By the middle of November the British royal family were so interested in the story that they sent St. André and Samuel Molyneux, secretary to the Prince of Wales, to investigate. Apparently, they were not disappointed; arriving on 15 November they were taken by Howard to see Toft, who within hours delivered a rabbit's torso. St. André's account details his examination of the rabbit. To check if it had breathed air, he placed a piece of its lung in water to see if it would float—which it did.

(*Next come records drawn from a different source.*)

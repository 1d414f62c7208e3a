// Copyright 2026 Phillip Cloud
// Licensed under the Apache License, Version 2.0

use tabula_app::DashboardSection;
use tracing::debug;

use crate::budget::{distribute_dash_rows, distribute_sub_limits, fixed_cost};
use crate::text::truncate_label;

const ROW_INDENT: &str = "  ";

/// Lays the dashboard out in at most `available_lines - footer_lines`
/// lines. Empty sections are skipped; when even one row per section does
/// not fit, sections are dropped from the bottom.
pub fn render_dashboard(
    sections: &[DashboardSection],
    width: usize,
    available_lines: usize,
    footer_lines: usize,
) -> Vec<String> {
    let mut shown = sections
        .iter()
        .filter(|section| section.row_count() > 0)
        .collect::<Vec<_>>();
    while !shown.is_empty()
        && fixed_cost(shown.iter().copied(), footer_lines) + shown.len() > available_lines
    {
        if let Some(section) = shown.pop() {
            debug!(section = %section.title, available_lines, "dashboard section dropped");
        }
    }
    if shown.is_empty() {
        return Vec::new();
    }

    let budget = available_lines.saturating_sub(fixed_cost(shown.iter().copied(), footer_lines));
    let counts = shown
        .iter()
        .map(|section| section.row_count())
        .collect::<Vec<_>>();
    let allocation = distribute_dash_rows(&counts, budget);

    let mut lines = Vec::new();
    for (index, (section, limit)) in shown.iter().zip(allocation).enumerate() {
        if index > 0 {
            lines.push(String::new());
        }
        if section.is_grouped() && section.groups.iter().any(|group| group.count > 0) {
            push_grouped(&mut lines, section, limit, width);
        } else {
            lines.push(header(&section.title, section.row_count(), width));
            push_rows(&mut lines, &section.rows, limit, width);
        }
    }
    lines
}

fn push_grouped(lines: &mut Vec<String>, section: &DashboardSection, limit: usize, width: usize) {
    let limits = distribute_sub_limits(&section.sub_counts(), limit);
    let mut first = true;
    for (index, group) in section.groups.iter().enumerate() {
        if group.count == 0 {
            continue;
        }
        if !first {
            lines.push(String::new());
        }
        first = false;
        lines.push(header(&group.title, group.count, width));
        let take = limits.get(index).copied().unwrap_or(0);
        push_rows(lines, section.group_rows(index), take, width);
    }
}

fn header(title: &str, count: usize, width: usize) -> String {
    truncate_label(&format!("{title} ({count})"), width)
}

fn push_rows(lines: &mut Vec<String>, rows: &[String], take: usize, width: usize) {
    lines.extend(
        rows.iter()
            .take(take)
            .map(|row| truncate_label(&format!("{ROW_INDENT}{row}"), width)),
    );
}

#[cfg(test)]
mod tests {
    use super::render_dashboard;
    use tabula_app::DashboardSection;

    fn rows(prefix: &str, count: usize) -> Vec<String> {
        (0..count).map(|index| format!("{prefix} {index}")).collect()
    }

    fn sections() -> Vec<DashboardSection> {
        vec![
            DashboardSection::flat("Incidents", rows("inc", 3)),
            DashboardSection::flat("Empty", Vec::new()),
            DashboardSection::grouped(
                "Maintenance",
                vec![
                    ("Overdue".to_owned(), rows("over", 2)),
                    ("Upcoming".to_owned(), rows("up", 4)),
                ],
            ),
            DashboardSection::flat("Projects", rows("proj", 5)),
        ]
    }

    #[test]
    fn everything_fits_and_empty_sections_are_omitted() {
        let lines = render_dashboard(&sections(), 40, 40, 0);
        assert_eq!(lines.len(), 1 + 3 + 1 + 1 + 2 + 1 + 1 + 4 + 1 + 1 + 5);
        assert_eq!(lines[0], "Incidents (3)");
        assert!(!lines.iter().any(|line| line.starts_with("Empty")));
        assert!(!lines.iter().any(|line| line.starts_with("Maintenance")));
    }

    #[test]
    fn tight_budget_gives_every_section_a_row() {
        let lines = render_dashboard(&sections(), 40, 12, 1);
        assert_eq!(
            lines,
            vec![
                "Incidents (3)",
                "  inc 0",
                "",
                "Overdue (2)",
                "  over 0",
                "",
                "Upcoming (4)",
                "  up 0",
                "",
                "Projects (5)",
                "  proj 0",
            ]
        );
    }

    #[test]
    fn sections_are_dropped_from_the_bottom() {
        let lines = render_dashboard(&sections(), 40, 6, 0);
        assert_eq!(
            lines,
            vec!["Incidents (3)", "  inc 0", "  inc 1", "  inc 2"]
        );
    }

    #[test]
    fn lines_are_truncated_to_width() {
        let lines = render_dashboard(&sections()[..1], 8, 10, 0);
        assert_eq!(lines[0], "Inciden…");
        assert_eq!(lines[1], "  inc 0");
    }

    #[test]
    fn no_room_renders_nothing() {
        assert!(render_dashboard(&sections(), 40, 1, 0).is_empty());
        assert!(render_dashboard(&[], 40, 10, 0).is_empty());
    }
}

St. André then performed a medical examination on Toft, and concluded that the rabbits were bred in her fallopian tubes.

In the doctors' absence, Toft later that day reportedly delivered the torso of another rabbit, which the two also examined. They again returned that evening to find Toft again displaying violent contractions. A further medical examination followed, and St. André delivered some rabbit skin, followed a few minutes later by a rabbit's head. Both men inspected the egested pieces of flesh, noting that some resembled the body parts of a cat.

Fascinated, the king then sent surgeon Cyriacus Ahlers to Guildford. Ahlers arrived on 20 November and found Toft exhibiting no signs of pregnancy. He may have already suspected the affair was a hoax and observed that Toft seemed to press her knees and thighs together, as if to prevent something from "dropping down". He thought Howard's behaviour just as suspicious, as the man-midwife would not let him help deliver the rabbits—although Ahlers was not a man-midwife and in an earlier attempt had apparently put Toft through considerable pain. Convinced the affair was a hoax, he lied, telling those involved that he believed Toft's story, before making his excuses and returning to London, taking specimens of the rabbits with him. Upon closer study, he reportedly found evidence of them having been cut with a man-made instrument, and noted pieces of straw and grain in their droppings.

On 21 November Ahlers reported his findings to the king and later to "several Persons of Note and Distinction". Howard wrote to Ahlers the next day, asking for the return of his specimens. Ahlers' suspicions began to worry both Howard and St. André, and apparently the king, as two days later St. André and a colleague were ordered back to Guildford. Upon their arrival they met Howard, who told St. André that Toft had given birth to two more rabbits. She delivered several portions of what was presumed to be a placenta but she was by then quite ill, and suffering from a constant pain in the right side of her abdomen.

In a pre-emptive move against Ahlers, St. André collected affidavits from several witnesses, which in effect cast doubt on Ahlers' honesty, and on 26 November gave an anatomical demonstration before the king to support Toft's story. According to his pamphlet, neither St. André nor Molyneux suspected any fraudulent activity.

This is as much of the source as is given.